══ Supplied material ══

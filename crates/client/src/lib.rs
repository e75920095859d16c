mod auth;
pub mod course;
mod document;
pub mod files;
pub mod folders;
pub mod membership;
#[cfg(any(test, feature = "mock"))]
pub mod mock;
pub mod semesters;
mod transport;
pub mod users;

pub use auth::{Credentials, Password};
pub use document::{Relationship, ResourceIdentifier};
pub use transport::{Fetched, HttpTransport, Page, Transport};

use document::Document;
use log::debug;
use serde::de::DeserializeOwned;
use std::io::Read;
use thiserror::Error;

pub type Result<T, E = Error> = std::result::Result<T, E>;

pub const STUDIP_API_BASE: &str = "https://studip.uni-osnabrueck.de/jsonapi.php/v1";

/// A client, for using the Stud.IP JSON API
pub struct Client<T = HttpTransport> {
    transport: T,
}

#[derive(Error, Debug)]
pub enum Error {
    #[error("http error: {}", .0)]
    HTTPError(#[from] reqwest::Error),

    #[error("{} responded with status {}", .route, .status)]
    Status { route: String, status: u16 },

    #[error("{} does not exist or is not visible to us", .0)]
    NotFound(String),

    #[error("io error: {}", .0)]
    IOError(#[from] std::io::Error),

    #[error("serde error: {}", .0)]
    SerdeError(#[from] serde_json::Error),
}

impl Client {
    /// Create a client talking to the API at `base`, authenticating every request with `creds`
    pub fn connect(base: &str, creds: Credentials) -> Result<Self> {
        Ok(Self::new(HttpTransport::new(base, creds)?))
    }
}

impl<T: Transport> Client<T> {
    pub fn new(transport: T) -> Self {
        Client { transport }
    }

    pub fn transport(&self) -> &T {
        &self.transport
    }

    /// Fetch a single, unpaginated document and extract its `data`
    pub(crate) fn get<R: DeserializeOwned>(&self, route: &str) -> Result<Fetched<R>> {
        self.transport
            .get_json(route, None)?
            .try_map(|v| Ok(serde_json::from_value::<Document<R>>(v)?.data))
    }

    /// Fetch every entry of a paginated collection, `limit` entries at a time
    pub(crate) fn get_all<R: DeserializeOwned>(
        &self,
        route: &str,
        limit: usize,
    ) -> Result<Fetched<Vec<R>>> {
        let mut items = Vec::new();
        let mut offset = 0;
        loop {
            let doc = match self.transport.get_json(route, Some(Page { offset, limit }))? {
                Fetched::Data(v) => serde_json::from_value::<Document<Vec<R>>>(v)?,
                Fetched::NotFound => return Ok(Fetched::NotFound),
                Fetched::Failed(e) => return Ok(Fetched::Failed(e)),
            };

            let received = doc.data.len();
            items.extend(doc.data);
            offset += received;

            match doc.meta.and_then(|m| m.page) {
                Some(page) if received > 0 && offset < page.total => {
                    debug!("{}: have {} of {} entries", route, offset, page.total);
                }
                _ => break,
            }
        }

        Ok(Fetched::Data(items))
    }

    /// Open a binary content route for streaming
    pub(crate) fn open(&self, route: &str) -> Fetched<Box<dyn Read>> {
        self.transport.open(route)
    }
}
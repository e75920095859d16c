use camino::Utf8PathBuf;
use clap::Parser;

/// Mirror the files of all your Stud.IP courses to disk
#[derive(Parser, Debug)]
#[command(name = "studip-export", version, about)]
pub struct Args {
    /// Config file to use, instead of the one in your XDG config directory
    #[arg(short, long, value_name = "FILE")]
    pub config: Option<Utf8PathBuf>,

    /// Directory to mirror into. Overrides `output_dir` from the config.
    #[arg(short, long, value_name = "DIR")]
    pub output: Option<Utf8PathBuf>,

    /// Only mirror the course with this ID. Can be given more than once.
    #[arg(long = "course", value_name = "ID")]
    pub courses: Vec<String>,

    /// Log debug output, including API responses
    #[arg(short, long)]
    pub verbose: bool,
}
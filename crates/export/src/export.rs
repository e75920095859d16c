use anyhow::{anyhow, Context, Result};
use camino::Utf8Path;
use log::info;
use studip_client::{Client, Transport};

use crate::mirror::{Mirror, MirrorStats};

/// Mirror every course the current user is a member of into `output`.
///
/// If `only` isn't empty, courses whose ID isn't in it are left out.
pub fn export_all<T: Transport>(
    client: &Client<T>,
    output: &Utf8Path,
    only: &[String],
) -> Result<MirrorStats> {
    let me = client.me().context("error fetching current user")?;
    println!("user id: {}", me.id);

    let courses = client
        .my_courses(&me.id)
        .context("error fetching courses")?;
    let semesters = client.semesters().context("error fetching semesters")?;

    let mut total = MirrorStats::default();
    for course in courses
        .iter()
        .filter(|c| only.is_empty() || only.contains(&c.id))
    {
        let semester = semesters.get(course.start_semester_id()).ok_or_else(|| {
            anyhow!(
                "course {} starts in unknown semester {}",
                course.id,
                course.start_semester_id()
            )
        })?;
        println!("{}: {}", semester.title, course.title());

        let stats = Mirror::new(client, output, &semester.title, course.title())
            .run(&course.id)
            .with_context(|| format!("error mirroring {}", course.title()))?;
        info!(
            "{}: {} files ({} bytes), {} listings and {} files skipped",
            course.title(),
            stats.files,
            stats.bytes,
            stats.skipped_listings,
            stats.skipped_files
        );

        total += stats;
    }

    Ok(total)
}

═══

▸ About this task:
Using the material above, restate each entry exactly as it stands.

▸ Solution to this task:
filename crates/client/src/lib.rs
repository e75920095859d16c
mod auth;
pub mod course;
mod document;
pub mod files;
pub mod folders;
pub mod membership;
#[cfg(any(test, feature = "mock"))]
pub mod mock;
pub mod semesters;
mod transport;
pub mod users;

pub use auth::{Credentials, Password};
pub use document::{Relationship, ResourceIdentifier};
pub use transport::{Fetched, HttpTransport, Page, Transport};

use document::Document;
use log::debug;
use serde::de::DeserializeOwned;
use std::io::Read;
use thiserror::Error;

pub type Result<T, E = Error> = std::result::Result<T, E>;

pub const STUDIP_API_BASE: &str = "https://studip.uni-osnabrueck.de/jsonapi.php/v1";

/// A client, for using the Stud.IP JSON API
pub struct Client<T = HttpTransport> {
    transport: T,
}

#[derive(Error, Debug)]
pub enum Error {
    #[error("http error: {}", .0)]
    HTTPError(#[from] reqwest::Error),

    #[error("{} responded with status {}", .route, .status)]
    Status { route: String, status: u16 },

    #[error("{} does not exist or is not visible to us", .0)]
    NotFound(String),

    #[error("io error: {}", .0)]
    IOError(#[from] std::io::Error),

    #[error("serde error: {}", .0)]
    SerdeError(#[from] serde_json::Error),
}

impl Client {
    /// Create a client talking to the API at `base`, authenticating every request with `creds`
    pub fn connect(base: &str, creds: Credentials) -> Result<Self> {
        Ok(Self::new(HttpTransport::new(base, creds)?))
    }
}

impl<T: Transport> Client<T> {
    pub fn new(transport: T) -> Self {
        Client { transport }
    }

    pub fn transport(&self) -> &T {
        &self.transport
    }

    /// Fetch a single, unpaginated document and extract its `data`
    pub(crate) fn get<R: DeserializeOwned>(&self, route: &str) -> Result<Fetched<R>> {
        self.transport
            .get_json(route, None)?
            .try_map(|v| Ok(serde_json::from_value::<Document<R>>(v)?.data))
    }

    /// Fetch every entry of a paginated collection, `limit` entries at a time
    pub(crate) fn get_all<R: DeserializeOwned>(
        &self,
        route: &str,
        limit: usize,
    ) -> Result<Fetched<Vec<R>>> {
        let mut items = Vec::new();
        let mut offset = 0;
        loop {
            let doc = match self.transport.get_json(route, Some(Page { offset, limit }))? {
                Fetched::Data(v) => serde_json::from_value::<Document<Vec<R>>>(v)?,
                Fetched::NotFound => return Ok(Fetched::NotFound),
                Fetched::Failed(e) => return Ok(Fetched::Failed(e)),
            };

            let received = doc.data.len();
            items.extend(doc.data);
            offset += received;

            match doc.meta.and_then(|m| m.page) {
                Some(page) if received > 0 && offset < page.total => {
                    debug!("{}: have {} of {} entries", route, offset, page.total);
                }
                _ => break,
            }
        }

        Ok(Fetched::Data(items))
    }

    /// Open a binary content route for streaming
    pub(crate) fn open(&self, route: &str) -> Fetched<Box<dyn Read>> {
        self.transport.open(route)
    }
}
repository e75920095859d16c
use camino::Utf8PathBuf;
use clap::Parser;

/// Mirror the files of all your Stud.IP courses to disk
#[derive(Parser, Debug)]
#[command(name = "studip-export", version, about)]
pub struct Args {
    /// Config file to use, instead of the one in your XDG config directory
    #[arg(short, long, value_name = "FILE")]
    pub config: Option<Utf8PathBuf>,

    /// Directory to mirror into. Overrides `output_dir` from the config.
    #[arg(short, long, value_name = "DIR")]
    pub output: Option<Utf8PathBuf>,

    /// Only mirror the course with this ID. Can be given more than once.
    #[arg(long = "course", value_name = "ID")]
    pub courses: Vec<String>,

    /// Log debug output, including API responses
    #[arg(short, long)]
    pub verbose: bool,
}
filename crates/export/src/export.rs
repository e75920095859d16c
use anyhow::{anyhow, Context, Result};
use camino::Utf8Path;
use log::info;
use studip_client::{Client, Transport};

use crate::mirror::{Mirror, MirrorStats};

/// Mirror every course the current user is a member of into `output`.
///
/// If `only` isn't empty, courses whose ID isn't in it are left out.
pub fn export_all<T: Transport>(
    client: &Client<T>,
    output: &Utf8Path,
    only: &[String],
) -> Result<MirrorStats> {
    let me = client.me().context("error fetching current user")?;
    println!("user id: {}", me.id);

    let courses = client
        .my_courses(&me.id)
        .context("error fetching courses")?;
    let semesters = client.semesters().context("error fetching semesters")?;

    let mut total = MirrorStats::default();
    for course in courses
        .iter()
        .filter(|c| only.is_empty() || only.contains(&c.id))
    {
        let semester = semesters.get(course.start_semester_id()).ok_or_else(|| {
            anyhow!(
                "course {} starts in unknown semester {}",
                course.id,
                course.start_semester_id()
            )
        })?;
        println!("{}: {}", semester.title, course.title());

        let stats = Mirror::new(client, output, &semester.title, course.title())
            .run(&course.id)
            .with_context(|| format!("error mirroring {}", course.title()))?;
        info!(
            "{}: {} files ({} bytes), {} listings and {} files skipped",
            course.title(),
            stats.files,
            stats.bytes,
            stats.skipped_listings,
            stats.skipped_files
        );

        total += stats;
    }

    Ok(total)
}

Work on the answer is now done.